*Problem statement*
Write out an exact copy of the line with "are left untouched." and of each line after it, through the end of the records below.
"""
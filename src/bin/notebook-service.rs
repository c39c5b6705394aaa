use std::sync::Arc;

use notebook_notes::{
    config::{self, NotebookServiceConfig},
    handlers::rest,
    repository::postgres::PgNotebookRepository,
    service::NotebookService,
    shutdown_signal,
};

#[tokio::main]
async fn main() {
    // Log setup
    tracing_subscriber::fmt::init();

    // Load config
    let cfg: NotebookServiceConfig =
        config::load_config("NOTEBOOK_SERVICE_CONFIG").unwrap_or_else(|e| {
            tracing::error!("Failed to load notebook service config: {e}");
            panic!("failed to load config: {e}");
        });
    tracing::info!("Successfully loaded notebook service config");

    // Repository creation and migration
    let mut repo = PgNotebookRepository::new(&cfg.database_dsn)
        .await
        .unwrap_or_else(|e| {
            tracing::error!("Failed to establish database connection: {e}");
            panic!("failed to establish database connection: {e}");
        });

    repo.migrate().await.unwrap_or_else(|e| {
        tracing::error!("Failed to migrate database: {e}");
        panic!("failed to migrate database: {e}");
    });

    // Service creation
    let service = Arc::new(NotebookService::new(Arc::new(repo)));
    let router = rest::notebook_router(service);

    // Start server
    let listener = tokio::net::TcpListener::bind(format!("0.0.0.0:{}", cfg.port))
        .await
        .unwrap_or_else(|e| {
            tracing::error!("Failed to bind to port {}: {e}", cfg.port);
            panic!("failed to bind to port {}: {e}", cfg.port);
        });

    match listener.local_addr() {
        Ok(addr) => tracing::info!("Notebook service starting, listening on {}", addr),
        Err(e) => tracing::warn!("Notebook service starting, local address unknown: {e}"),
    }

    if let Err(e) = axum::serve(listener, router)
        .with_graceful_shutdown(shutdown_signal())
        .await
    {
        tracing::error!("HTTP server error: {e}");
        panic!("failed to start HTTP server: {e}");
    }
}
use std::sync::Arc;

use uuid::Uuid;

use super::{ServiceError, optional_text, require_text};
use crate::{
    dto::{CreateNotebookRequest, UpdateNotebookRequest},
    models::{NewNotebook, Notebook, NotebookPatch, parse_id},
    repository::NotebookRepository,
};

const INVALID_ID: &str = "Invalid notebook ID";
const RESOURCE: &str = "Notebook";

#[derive(Clone)]
pub struct NotebookService {
    repo: Arc<dyn NotebookRepository>,
}

impl NotebookService {
    pub fn new(repo: Arc<dyn NotebookRepository>) -> Self {
        Self { repo }
    }

    pub async fn get_all_notebooks(&self) -> Result<Vec<Notebook>, ServiceError> {
        Ok(self.repo.find_all().await?)
    }

    pub async fn create_notebook(
        &self,
        request: CreateNotebookRequest,
    ) -> Result<Notebook, ServiceError> {
        let notebook = NewNotebook {
            title: require_text(request.title, "Title is required")?,
            description: optional_text(request.description, "Description cannot be empty string")?,
        };

        let notebook = self.repo.insert(notebook).await?;
        tracing::info!("Created notebook {}", notebook.id);
        Ok(notebook)
    }

    pub async fn get_one_notebook(&self, id: &str) -> Result<Notebook, ServiceError> {
        let id = Self::parse(id)?;
        self.repo
            .find_by_id(id)
            .await?
            .ok_or(ServiceError::NotFound(RESOURCE))
    }

    pub async fn update_notebook(
        &self,
        id: &str,
        request: UpdateNotebookRequest,
    ) -> Result<Notebook, ServiceError> {
        let id = Self::parse(id)?;

        if request.title.is_none() && request.description.is_none() {
            return Err(ServiceError::InvalidInput(
                "Title or Description is required to update",
            ));
        }

        let patch = NotebookPatch {
            title: optional_text(request.title, "Title cannot be empty string")?,
            description: optional_text(request.description, "Description cannot be empty string")?,
        };

        self.repo
            .update_by_id(id, patch)
            .await?
            .ok_or(ServiceError::NotFound(RESOURCE))
    }

    /// Removes the notebook only. Notes that reference it are left untouched.
    pub async fn delete_notebook(&self, id: &str) -> Result<(), ServiceError> {
        let id = Self::parse(id)?;

        if self.repo.delete_by_id(id).await? {
            tracing::info!("Deleted notebook {}", id);
            Ok(())
        } else {
            Err(ServiceError::NotFound(RESOURCE))
        }
    }

    fn parse(id: &str) -> Result<Uuid, ServiceError> {
        parse_id(id).ok_or(ServiceError::InvalidInput(INVALID_ID))
    }
}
"""
*The completed task*
    /// Removes the notebook only. Notes that reference it are left untouched.
    pub async fn delete_notebook(&self, id: &str) -> Result<(), ServiceError> {
        let id = Self::parse(id)?;

        if self.repo.delete_by_id(id).await? {
            tracing::info!("Deleted notebook {}", id);
            Ok(())
        } else {
            Err(ServiceError::NotFound(RESOURCE))
        }
    }

    fn parse(id: &str) -> Result<Uuid, ServiceError> {
        parse_id(id).ok_or(ServiceError::InvalidInput(INVALID_ID))
    }
}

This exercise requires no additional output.